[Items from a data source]
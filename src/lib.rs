//! Trash detector
//!
//! Live object detection over a camera feed: each frame is captured, handed to a
//! YOLO-style detector, annotated with one box and one `"{class} {confidence}%"` label
//! per detection, and shown until the quit key is pressed.
//!
//! # Module Structure
//!
//! - `frame`: RGB frame type and PNG encoding
//! - `camera`: frame sources (V4L2 devices, `stub://` synthetic cameras)
//! - `detect`: detector backends, YOLOv5 post-processing, detection table conversion
//! - `render`: box and label overlay
//! - `display`: OpenCV window or headless output
//! - `pipeline`: the capture -> detect -> render -> display loop
//! - `config`: JSON config file plus environment overrides
//! - `ui`: startup stage progress

pub mod camera;
pub mod config;
pub mod detect;
pub mod display;
pub mod frame;
pub mod pipeline;
pub mod render;
pub mod ui;

pub use camera::{Camera, CameraConfig, FrameSource, PixelFormat};
pub use config::{DisplaySettings, ModelSettings, RenderSettings, TrashDetectConfig};
pub use detect::{open_backend, Detection, Detector, DetectorBackend, Point, RawDetection};
pub use display::{open_display, Display, DisplayMode, HeadlessDisplay};
pub use frame::Frame;
pub use pipeline::{LoopOptions, LoopState, Pipeline, RunSummary, StopReason, StopSignal};
pub use render::{Canvas, ImageCanvas, LabelFont, RenderStyle, Renderer};
use std::io::Write;
use std::path::PathBuf;
use std::sync::Mutex;
use std::time::Duration;

use tempfile::NamedTempFile;

use trash_detect::camera::PixelFormat;
use trash_detect::config::TrashDetectConfig;
use trash_detect::display::DisplayMode;

static ENV_LOCK: Mutex<()> = Mutex::new(());

fn clear_env() {
    for key in [
        "TRASH_DETECT_CONFIG",
        "TRASH_DETECT_MODEL",
        "TRASH_DETECT_LABELS",
        "TRASH_DETECT_CAMERA",
        "TRASH_DETECT_DISPLAY",
        "TRASH_DETECT_FONT",
        "TRASH_DETECT_SCRATCH_DIR",
    ] {
        std::env::remove_var(key);
    }
}

fn write_config(json: &str) -> NamedTempFile {
    let mut file = NamedTempFile::new().expect("temp config");
    file.write_all(json.as_bytes()).expect("write config");
    file
}

#[test]
fn loads_config_from_file_and_env_overrides() {
    let _guard = ENV_LOCK.lock().unwrap();
    clear_env();

    let file = write_config(
        r#"{
            "model": {
                "path": "models/yard.onnx",
                "input_size": 320,
                "confidence_threshold": 0.4
            },
            "camera": {
                "device": "/dev/video2",
                "width": 1280,
                "height": 720,
                "pixel_format": "bgr24",
                "warmup_ms": 250
            },
            "display": {
                "window_name": "Yard",
                "key_wait_ms": 10,
                "quit_key": "x"
            },
            "render": {
                "color": [0, 255, 0],
                "thickness": 3
            }
        }"#,
    );

    std::env::set_var("TRASH_DETECT_CONFIG", file.path());
    std::env::set_var("TRASH_DETECT_CAMERA", "stub://yard");
    std::env::set_var("TRASH_DETECT_DISPLAY", "headless");
    std::env::set_var("TRASH_DETECT_SCRATCH_DIR", "/var/tmp/trash");

    let cfg = TrashDetectConfig::load().expect("load config");

    assert_eq!(cfg.model.path, "models/yard.onnx");
    assert_eq!(cfg.model.input_size, 320);
    assert_eq!(cfg.model.confidence_threshold, 0.4);
    assert_eq!(cfg.model.iou_threshold, 0.45);
    assert_eq!(cfg.camera.device, "stub://yard");
    assert_eq!(cfg.camera.width, 1280);
    assert_eq!(cfg.camera.height, 720);
    assert_eq!(cfg.camera.pixel_format, PixelFormat::Bgr24);
    assert_eq!(cfg.camera.warmup, Duration::from_millis(250));
    assert_eq!(cfg.display.mode, DisplayMode::Headless);
    assert_eq!(cfg.display.window_name, "Yard");
    assert_eq!(cfg.display.key_wait, Duration::from_millis(10));
    assert_eq!(cfg.display.quit_key, 'x');
    assert_eq!(cfg.render.style.color, [0, 255, 0]);
    assert_eq!(cfg.render.style.thickness, 3);
    assert_eq!(cfg.render.style.label_offset, 10);
    assert_eq!(cfg.scratch_dir, Some(PathBuf::from("/var/tmp/trash")));

    clear_env();
}

#[test]
fn defaults_apply_without_config_file() {
    let _guard = ENV_LOCK.lock().unwrap();
    clear_env();

    let cfg = TrashDetectConfig::load().expect("load defaults");
    assert_eq!(cfg.model.path, "trash_model.onnx");
    assert_eq!(cfg.camera.device, "/dev/video0");
    assert_eq!(cfg.display.mode, DisplayMode::Auto);
    assert_eq!(cfg.scratch_dir, None);

    clear_env();
}

#[test]
fn invalid_values_fail_to_load() {
    let _guard = ENV_LOCK.lock().unwrap();
    clear_env();

    let file = write_config(r#"{ "model": { "iou_threshold": 2.0 } }"#);
    std::env::set_var("TRASH_DETECT_CONFIG", file.path());
    assert!(TrashDetectConfig::load().is_err());

    clear_env();
    std::env::set_var("TRASH_DETECT_DISPLAY", "fullscreen");
    assert!(TrashDetectConfig::load().is_err());

    clear_env();
}

#[test]
fn malformed_config_file_is_an_error() {
    let _guard = ENV_LOCK.lock().unwrap();
    clear_env();

    let file = write_config("{ not json");
    std::env::set_var("TRASH_DETECT_CONFIG", file.path());
    let err = TrashDetectConfig::load().expect_err("malformed json");
    assert!(err.to_string().contains("invalid config file"));

    clear_env();
}
use anyhow::{anyhow, Result};
use serde::Deserialize;
use std::path::{Path, PathBuf};
use std::time::Duration;

use crate::camera::{CameraConfig, PixelFormat};
use crate::detect::yolo::YoloParams;
use crate::display::DisplayMode;
use crate::render::RenderStyle;

const DEFAULT_MODEL_PATH: &str = "trash_model.onnx";
const DEFAULT_INPUT_SIZE: u32 = 640;
const DEFAULT_CONFIDENCE_THRESHOLD: f32 = 0.25;
const DEFAULT_IOU_THRESHOLD: f32 = 0.45;
const DEFAULT_MAX_DETECTIONS: usize = 1000;
const DEFAULT_CAMERA_DEVICE: &str = "/dev/video0";
const DEFAULT_CAMERA_WIDTH: u32 = 640;
const DEFAULT_CAMERA_HEIGHT: u32 = 480;
const DEFAULT_WARMUP_MS: u64 = 1000;
const DEFAULT_WINDOW_NAME: &str = "Video";
const DEFAULT_KEY_WAIT_MS: u64 = 42;
const DEFAULT_QUIT_KEY: char = 'q';

#[derive(Debug, Deserialize, Default)]
struct TrashDetectConfigFile {
    model: Option<ModelConfigFile>,
    camera: Option<CameraConfigFile>,
    display: Option<DisplayConfigFile>,
    render: Option<RenderConfigFile>,
    scratch_dir: Option<PathBuf>,
}

#[derive(Debug, Deserialize, Default)]
struct ModelConfigFile {
    path: Option<String>,
    labels_path: Option<PathBuf>,
    input_size: Option<u32>,
    confidence_threshold: Option<f32>,
    iou_threshold: Option<f32>,
    max_detections: Option<usize>,
}

#[derive(Debug, Deserialize, Default)]
struct CameraConfigFile {
    device: Option<String>,
    width: Option<u32>,
    height: Option<u32>,
    target_fps: Option<u32>,
    pixel_format: Option<PixelFormat>,
    warmup_ms: Option<u64>,
}

#[derive(Debug, Deserialize, Default)]
struct DisplayConfigFile {
    mode: Option<DisplayMode>,
    window_name: Option<String>,
    key_wait_ms: Option<u64>,
    quit_key: Option<char>,
    snapshot_path: Option<PathBuf>,
}

#[derive(Debug, Deserialize, Default)]
struct RenderConfigFile {
    color: Option<[u8; 3]>,
    thickness: Option<u32>,
    font_scale: Option<f32>,
    label_offset: Option<i32>,
    font_path: Option<PathBuf>,
}

#[derive(Debug, Clone)]
pub struct TrashDetectConfig {
    pub model: ModelSettings,
    pub camera: CameraConfig,
    pub display: DisplaySettings,
    pub render: RenderSettings,
    /// Directory for per-frame scratch images. `None` uses the OS temp dir.
    pub scratch_dir: Option<PathBuf>,
}

#[derive(Debug, Clone)]
pub struct ModelSettings {
    /// ONNX weights file, or `stub://<name>` for the stub backend.
    pub path: String,
    pub labels_path: Option<PathBuf>,
    pub input_size: u32,
    pub confidence_threshold: f32,
    pub iou_threshold: f32,
    pub max_detections: usize,
}

impl ModelSettings {
    pub fn yolo_params(&self) -> YoloParams {
        YoloParams {
            confidence_threshold: self.confidence_threshold,
            iou_threshold: self.iou_threshold,
            max_detections: self.max_detections,
        }
    }
}

impl Default for ModelSettings {
    fn default() -> Self {
        Self {
            path: DEFAULT_MODEL_PATH.to_string(),
            labels_path: None,
            input_size: DEFAULT_INPUT_SIZE,
            confidence_threshold: DEFAULT_CONFIDENCE_THRESHOLD,
            iou_threshold: DEFAULT_IOU_THRESHOLD,
            max_detections: DEFAULT_MAX_DETECTIONS,
        }
    }
}

#[derive(Debug, Clone)]
pub struct DisplaySettings {
    pub mode: DisplayMode,
    pub window_name: String,
    /// Bounded key poll after each shown frame.
    pub key_wait: Duration,
    pub quit_key: char,
    pub snapshot_path: Option<PathBuf>,
}

impl Default for DisplaySettings {
    fn default() -> Self {
        Self {
            mode: DisplayMode::Auto,
            window_name: DEFAULT_WINDOW_NAME.to_string(),
            key_wait: Duration::from_millis(DEFAULT_KEY_WAIT_MS),
            quit_key: DEFAULT_QUIT_KEY,
            snapshot_path: None,
        }
    }
}

#[derive(Debug, Clone, Default)]
pub struct RenderSettings {
    pub style: RenderStyle,
    pub font_path: Option<PathBuf>,
}

impl TrashDetectConfig {
    /// Defaults, then the JSON file named by `TRASH_DETECT_CONFIG`, then env overrides.
    pub fn load() -> Result<Self> {
        let config_path = std::env::var("TRASH_DETECT_CONFIG").ok();
        let file_cfg = match config_path.as_deref() {
            Some(path) => Some(read_config_file(Path::new(path))?),
            None => None,
        };
        let mut cfg = Self::from_file(file_cfg.unwrap_or_default());
        cfg.apply_env()?;
        cfg.validate()?;
        Ok(cfg)
    }

    fn from_file(file: TrashDetectConfigFile) -> Self {
        let model_file = file.model.unwrap_or_default();
        let model_defaults = ModelSettings::default();
        let model = ModelSettings {
            path: model_file.path.unwrap_or(model_defaults.path),
            labels_path: model_file.labels_path,
            input_size: model_file.input_size.unwrap_or(model_defaults.input_size),
            confidence_threshold: model_file
                .confidence_threshold
                .unwrap_or(model_defaults.confidence_threshold),
            iou_threshold: model_file
                .iou_threshold
                .unwrap_or(model_defaults.iou_threshold),
            max_detections: model_file
                .max_detections
                .unwrap_or(model_defaults.max_detections),
        };

        let camera_file = file.camera.unwrap_or_default();
        let camera = CameraConfig {
            device: camera_file
                .device
                .unwrap_or_else(|| DEFAULT_CAMERA_DEVICE.to_string()),
            width: camera_file.width.unwrap_or(DEFAULT_CAMERA_WIDTH),
            height: camera_file.height.unwrap_or(DEFAULT_CAMERA_HEIGHT),
            target_fps: camera_file.target_fps.unwrap_or(0),
            pixel_format: camera_file.pixel_format.unwrap_or_default(),
            warmup: Duration::from_millis(camera_file.warmup_ms.unwrap_or(DEFAULT_WARMUP_MS)),
        };

        let display_file = file.display.unwrap_or_default();
        let display_defaults = DisplaySettings::default();
        let display = DisplaySettings {
            mode: display_file.mode.unwrap_or(display_defaults.mode),
            window_name: display_file
                .window_name
                .unwrap_or(display_defaults.window_name),
            key_wait: display_file
                .key_wait_ms
                .map(Duration::from_millis)
                .unwrap_or(display_defaults.key_wait),
            quit_key: display_file.quit_key.unwrap_or(display_defaults.quit_key),
            snapshot_path: display_file.snapshot_path,
        };

        let render_file = file.render.unwrap_or_default();
        let style_defaults = RenderStyle::default();
        let render = RenderSettings {
            style: RenderStyle {
                color: render_file.color.unwrap_or(style_defaults.color),
                thickness: render_file.thickness.unwrap_or(style_defaults.thickness),
                font_scale: render_file.font_scale.unwrap_or(style_defaults.font_scale),
                label_offset: render_file
                    .label_offset
                    .unwrap_or(style_defaults.label_offset),
            },
            font_path: render_file.font_path,
        };

        Self {
            model,
            camera,
            display,
            render,
            scratch_dir: file.scratch_dir,
        }
    }

    fn apply_env(&mut self) -> Result<()> {
        if let Some(path) = non_empty_env("TRASH_DETECT_MODEL") {
            self.model.path = path;
        }
        if let Some(path) = non_empty_env("TRASH_DETECT_LABELS") {
            self.model.labels_path = Some(PathBuf::from(path));
        }
        if let Some(device) = non_empty_env("TRASH_DETECT_CAMERA") {
            self.camera.device = device;
        }
        if let Some(mode) = non_empty_env("TRASH_DETECT_DISPLAY") {
            self.display.mode = DisplayMode::parse(&mode)
                .map_err(|e| anyhow!("TRASH_DETECT_DISPLAY: {}", e))?;
        }
        if let Some(path) = non_empty_env("TRASH_DETECT_FONT") {
            self.render.font_path = Some(PathBuf::from(path));
        }
        if let Some(path) = non_empty_env("TRASH_DETECT_SCRATCH_DIR") {
            self.scratch_dir = Some(PathBuf::from(path));
        }
        Ok(())
    }

    /// Reject settings the pipeline cannot run with.
    pub fn validate(&self) -> Result<()> {
        if self.model.path.trim().is_empty() {
            return Err(anyhow!("model path must not be empty"));
        }
        check_unit_interval("confidence_threshold", self.model.confidence_threshold)?;
        check_unit_interval("iou_threshold", self.model.iou_threshold)?;
        if self.model.input_size == 0 || self.model.input_size % 32 != 0 {
            return Err(anyhow!(
                "model input_size must be a positive multiple of 32 (got {})",
                self.model.input_size
            ));
        }
        if self.model.max_detections == 0 {
            return Err(anyhow!("max_detections must be greater than zero"));
        }
        if self.camera.width == 0 || self.camera.height == 0 {
            return Err(anyhow!(
                "camera size must be non-zero (got {}x{})",
                self.camera.width,
                self.camera.height
            ));
        }
        if self.display.window_name.trim().is_empty() {
            return Err(anyhow!("window name must not be empty"));
        }
        if self.render.style.thickness == 0 {
            return Err(anyhow!("render thickness must be greater than zero"));
        }
        let font_scale = self.render.style.font_scale;
        if font_scale.is_nan() || font_scale <= 0.0 {
            return Err(anyhow!("render font_scale must be greater than zero"));
        }
        Ok(())
    }
}

fn check_unit_interval(name: &str, value: f32) -> Result<()> {
    if !(0.0..=1.0).contains(&value) {
        return Err(anyhow!("{} must be within [0, 1] (got {})", name, value));
    }
    Ok(())
}

fn non_empty_env(key: &str) -> Option<String> {
    std::env::var(key)
        .ok()
        .filter(|value| !value.trim().is_empty())
}

fn read_config_file(path: &Path) -> Result<TrashDetectConfigFile> {
    let raw = std::fs::read_to_string(path)
        .map_err(|e| anyhow!("failed to read config file {}: {}", path.display(), e))?;
    let cfg = serde_json::from_str(&raw)
        .map_err(|e| anyhow!("invalid config file {}: {}", path.display(), e))?;
    Ok(cfg)
}

#[cfg(test)]
mod tests {
    use super::*;

    fn defaults() -> TrashDetectConfig {
        TrashDetectConfig::from_file(TrashDetectConfigFile::default())
    }

    #[test]
    fn defaults_cover_a_stock_webcam() -> Result<()> {
        let cfg = defaults();
        cfg.validate()?;
        assert_eq!(cfg.model.path, "trash_model.onnx");
        assert_eq!(cfg.display.window_name, "Video");
        assert_eq!(cfg.display.quit_key, 'q');
        assert_eq!(cfg.display.key_wait, Duration::from_millis(42));
        assert_eq!(cfg.camera.warmup, Duration::from_secs(1));
        assert_eq!(cfg.render.style.color, [255, 0, 0]);
        assert_eq!(cfg.render.style.thickness, 2);
        assert_eq!(cfg.render.style.label_offset, 10);
        Ok(())
    }

    #[test]
    fn partial_file_keeps_other_defaults() -> Result<()> {
        let file: TrashDetectConfigFile = serde_json::from_str(
            r#"{ "camera": { "pixel_format": "nv12", "width": 1280, "height": 720 } }"#,
        )?;
        let cfg = TrashDetectConfig::from_file(file);
        assert_eq!(cfg.camera.pixel_format, PixelFormat::Nv12);
        assert_eq!(cfg.camera.width, 1280);
        assert_eq!(cfg.camera.device, "/dev/video0");
        assert_eq!(cfg.model.input_size, 640);
        Ok(())
    }

    #[test]
    fn validation_rejects_bad_values() {
        let mut cfg = defaults();
        cfg.model.confidence_threshold = 1.5;
        assert!(cfg.validate().is_err());

        let mut cfg = defaults();
        cfg.model.input_size = 100;
        assert!(cfg.validate().is_err());

        let mut cfg = defaults();
        cfg.render.style.thickness = 0;
        assert!(cfg.validate().is_err());

        let mut cfg = defaults();
        cfg.render.style.font_scale = f32::NAN;
        assert!(cfg.validate().is_err());
    }

    #[test]
    fn unknown_pixel_format_is_a_parse_error() {
        let parsed: std::result::Result<TrashDetectConfigFile, _> =
            serde_json::from_str(r#"{ "camera": { "pixel_format": "yuyv" } }"#);
        assert!(parsed.is_err());
    }
}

Task goal: Copy, please, exactly the lines that start at the first line of the data and end at the line containing "key is pressed.", both kept and no others.

Exercise result:
filename src/lib.rs
//! Trash detector
//!
//! Live object detection over a camera feed: each frame is captured, handed to a
//! YOLO-style detector, annotated with one box and one `"{class} {confidence}%"` label
//! per detection, and shown until the quit key is pressed.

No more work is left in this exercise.